There are few names in rock ‘n’ roll more iconic than Jimi Hendrix. The extraordinarily gifted guitarist shaped rock music from the 1950s and early ’60s rhythm and blues style championed by Chuck Berry and Elvis Presley into his own heavier and unique style. Not only was Hendrix a true pioneer, but he is widely accepted as the greatest guitarist to ever live.
Hendrix became the greatest guitarist of all time because he stepped outside of convention when teaching himself to play. He grew up under tough circumstances, born when his mother was just 17 years of age. Hendrix’s mother had a turbulent relationship with his father, Al, who eventually left home. As a result, Jimi spent more time with his father, Al, after the couple broke up, rarely visiting his mother before her death in 1958.
Al’s love for blues and rock ‘n’ roll rubbed off on Hendrix as he was encouraged to teach himself to play the guitar by listening to his father’s music and feeling out the notes.
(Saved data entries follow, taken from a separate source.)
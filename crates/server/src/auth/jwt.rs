// JWT token service for authentication
// Decision: Use HS256 algorithm for simplicity (symmetric key)
// Decision: Tokens are stateless; logout only clears the client cookie
// Decision: Claims are trusted as-is after signature and expiry checks, no user lookup

use chrono::Utc;
use funpage_core::{Identity, Role};
use jsonwebtoken::{
    decode, encode, errors::ErrorKind, Algorithm, DecodingKey, EncodingKey, Header, Validation,
};
use serde::{Deserialize, Serialize};
use std::time::Duration;

/// JWT claims carried by every session token
#[derive(Debug, Serialize, Deserialize, Clone, PartialEq, Eq)]
pub struct Claims {
    /// Subject (user ID)
    pub id: String,
    /// Account username
    pub username: String,
    /// Account role
    #[serde(rename = "userType")]
    pub user_type: Role,
    /// Expiration time (Unix timestamp)
    pub exp: i64,
}

impl From<Claims> for Identity {
    fn from(claims: Claims) -> Self {
        Identity::new(claims.id, claims.username, claims.user_type)
    }
}

/// Token issue/verify failures
#[derive(Debug, Clone, PartialEq, Eq, thiserror::Error)]
pub enum TokenError {
    #[error("token is empty")]
    EmptyToken,
    #[error("token signature does not match")]
    InvalidSignature,
    #[error("token has expired")]
    Expired,
    #[error("token is malformed")]
    Malformed,
    #[error("failed to sign token: {0}")]
    Signing(String),
}

/// JWT service for token generation and validation
#[derive(Clone)]
pub struct TokenService {
    encoding_key: EncodingKey,
    decoding_key: DecodingKey,
    validation: Validation,
    has_secret: bool,
}

impl TokenService {
    pub fn new(secret: &str) -> Self {
        let encoding_key = EncodingKey::from_secret(secret.as_bytes());
        let decoding_key = DecodingKey::from_secret(secret.as_bytes());

        let mut validation = Validation::new(Algorithm::HS256);
        validation.leeway = 0;
        validation.validate_exp = true;
        validation.set_required_spec_claims(&["exp"]);

        Self {
            encoding_key,
            decoding_key,
            validation,
            has_secret: !secret.is_empty(),
        }
    }

    /// Issue a signed token for the given subject, valid for `ttl`
    pub fn issue(
        &self,
        subject_id: &str,
        username: &str,
        role: Role,
        ttl: Duration,
    ) -> Result<String, TokenError> {
        let ttl = chrono::Duration::from_std(ttl)
            .map_err(|e| TokenError::Signing(format!("invalid token lifetime: {}", e)))?;
        let exp = Utc::now()
            .checked_add_signed(ttl)
            .ok_or_else(|| TokenError::Signing("token lifetime out of range".to_string()))?;

        let claims = Claims {
            id: subject_id.to_string(),
            username: username.to_string(),
            user_type: role,
            exp: exp.timestamp(),
        };

        self.sign(&claims)
    }

    /// Verify a token and return the identity it carries
    pub fn verify(&self, token: &str) -> Result<Identity, TokenError> {
        let token = token.trim();
        if token.is_empty() {
            return Err(TokenError::EmptyToken);
        }
        if !self.has_secret {
            return Err(TokenError::InvalidSignature);
        }

        let token_data =
            decode::<Claims>(token, &self.decoding_key, &self.validation).map_err(|e| {
                match e.kind() {
                    ErrorKind::InvalidSignature => TokenError::InvalidSignature,
                    ErrorKind::ExpiredSignature => TokenError::Expired,
                    _ => TokenError::Malformed,
                }
            })?;

        // A token whose expiry second has been reached is already dead.
        if token_data.claims.exp <= Utc::now().timestamp() {
            return Err(TokenError::Expired);
        }

        Ok(token_data.claims.into())
    }

    pub(crate) fn sign(&self, claims: &Claims) -> Result<String, TokenError> {
        if !self.has_secret {
            return Err(TokenError::Signing(
                "signing secret is not configured".to_string(),
            ));
        }

        encode(&Header::new(Algorithm::HS256), claims, &self.encoding_key)
            .map_err(|e| TokenError::Signing(e.to_string()))
    }
}

#[cfg(test)]
mod tests {
    use super::*;

    const SECRET: &str = "test-secret-key-for-testing";

    fn service() -> TokenService {
        TokenService::new(SECRET)
    }

    fn payload_of(token: &str) -> &str {
        token.split('.').nth(1).unwrap()
    }

    fn replace_payload(token: &str, payload: &str) -> String {
        let parts: Vec<&str> = token.split('.').collect();
        format!("{}.{}.{}", parts[0], payload, parts[2])
    }

    #[test]
    fn test_issue_and_verify() {
        let service = service();
        let token = service
            .issue("42", "alice", Role::User, Duration::from_secs(900))
            .unwrap();

        assert!(!token.is_empty());
        assert_eq!(token.split('.').count(), 3);

        let identity = service.verify(&token).unwrap();
        assert_eq!(identity, Identity::new("42", "alice", Role::User));
    }

    #[test]
    fn test_admin_role_survives_round_trip() {
        let service = service();
        let token = service
            .issue("7", "root", Role::Admin, Duration::from_secs(60))
            .unwrap();
        assert_eq!(service.verify(&token).unwrap().role, Role::Admin);
    }

    #[test]
    fn test_empty_token() {
        let service = service();
        assert_eq!(service.verify(""), Err(TokenError::EmptyToken));
        assert_eq!(service.verify("   "), Err(TokenError::EmptyToken));
    }

    #[test]
    fn test_tampered_payload_rejected() {
        let service = service();
        let alice = service
            .issue("1", "alice", Role::User, Duration::from_secs(900))
            .unwrap();
        let bob = service
            .issue("2", "bob", Role::User, Duration::from_secs(900))
            .unwrap();

        let forged = replace_payload(&alice, payload_of(&bob));
        assert_eq!(service.verify(&forged), Err(TokenError::InvalidSignature));
    }

    #[test]
    fn test_wrong_secret_rejected() {
        let token = TokenService::new("some-other-secret")
            .issue("1", "alice", Role::User, Duration::from_secs(900))
            .unwrap();
        assert_eq!(service().verify(&token), Err(TokenError::InvalidSignature));
    }

    #[test]
    fn test_expired_token() {
        let service = service();
        let claims = Claims {
            id: "1".to_string(),
            username: "alice".to_string(),
            user_type: Role::User,
            exp: Utc::now().timestamp() - 10,
        };
        let token = service.sign(&claims).unwrap();
        assert_eq!(service.verify(&token), Err(TokenError::Expired));
    }

    #[test]
    fn test_zero_ttl_is_expired() {
        let service = service();
        let token = service
            .issue("1", "alice", Role::User, Duration::ZERO)
            .unwrap();
        assert_eq!(service.verify(&token), Err(TokenError::Expired));
    }

    #[test]
    fn test_garbage_is_malformed() {
        let service = service();
        assert_eq!(service.verify("invalid-token"), Err(TokenError::Malformed));
        assert_eq!(service.verify("a.b.c"), Err(TokenError::Malformed));
    }

    #[test]
    fn test_unknown_role_is_malformed() {
        #[derive(Serialize)]
        struct RawClaims<'a> {
            id: &'a str,
            username: &'a str,
            #[serde(rename = "userType")]
            user_type: &'a str,
            exp: i64,
        }

        let raw = RawClaims {
            id: "1",
            username: "mallory",
            user_type: "superuser",
            exp: Utc::now().timestamp() + 600,
        };
        let token = encode(
            &Header::new(Algorithm::HS256),
            &raw,
            &EncodingKey::from_secret(SECRET.as_bytes()),
        )
        .unwrap();

        assert_eq!(service().verify(&token), Err(TokenError::Malformed));
    }

    #[test]
    fn test_missing_secret_cannot_sign() {
        let service = TokenService::new("");
        let result = service.issue("1", "alice", Role::User, Duration::from_secs(60));
        assert!(matches!(result, Err(TokenError::Signing(_))));
    }

    #[test]
    fn test_claims_wire_shape() {
        let claims = Claims {
            id: "1".to_string(),
            username: "alice".to_string(),
            user_type: Role::User,
            exp: 1_700_000_000,
        };
        let json = serde_json::to_value(&claims).unwrap();
        assert_eq!(
            json,
            serde_json::json!({
                "id": "1",
                "username": "alice",
                "userType": "user",
                "exp": 1_700_000_000
            })
        );
    }
}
Famously, Hendrix’s first electric guitar was a right-handed Supro Ozark that the natural lefty had to flip upside down to play, further demonstrating his brilliance.
Hendrix was deeply affected by the violence and hostility he witnessed between his parents as a child. After his rise to fame with The Jimi Hendrix Experience in the late 1960s, his flirtations with alcohol and drugs began to spiral increasingly further from his grasp. According to Herbie Worthington, one of Hendrix’s friends at the time, the guitarist would turn into a totally different person after becoming intoxicated.
As Worthington said in Charles R. Cross’ Room Full of Mirrors, “[Hendrix] just couldn’t drink. He simply turned into a bastard.” Ultimately, Hendrix met his end through his uncontrolled scoop into the rock ‘n’ roll world of substance abuse.
On September 17th, 1970, Hendrix spent the evening out with some friends in London before heading home with his girlfriend, Monika Dannemann. According to Dannemann, the pair enjoyed the rest of the night together, drinking red wine before Hendrix decided to take some sleeping pills.
The next morning, Dannemann found Hendrix dead, covered in his own vomit. The young rock star had died from asphyxiation, and the autopsy found that he had taken nine sleeping tablets, around 20 times the recommended dosage.
Hendrix’s final known words were recorded on an answering machine he left for his manager and friend Chas Chandler the night before he was found dead. He said, “I need help bad, man.” This naturally led to people speculating what exactly Hendrix needed help with.
Over the years following Hendrix’s untimely demise, as with most premature rock star deaths, conspiracies have popped up here and there, ranging from the believable to the outright barmy. Some suggested that his girlfriend had killed him or that he had intentionally killed himself. The latter seems plausible and aligns with the answering message that was left for Chandler.
On the aforementioned barmy and nonsensical end of the spectrum are theories that Hendrix was perhaps murdered by his own manager. As with the allegations suggesting that Dannemann had been responsible, there was no significant evidence to back any of the claims. The death was most likely an accidental overdose that could well have been a result of suicidal intent in an isolated moment of intoxicated stupor.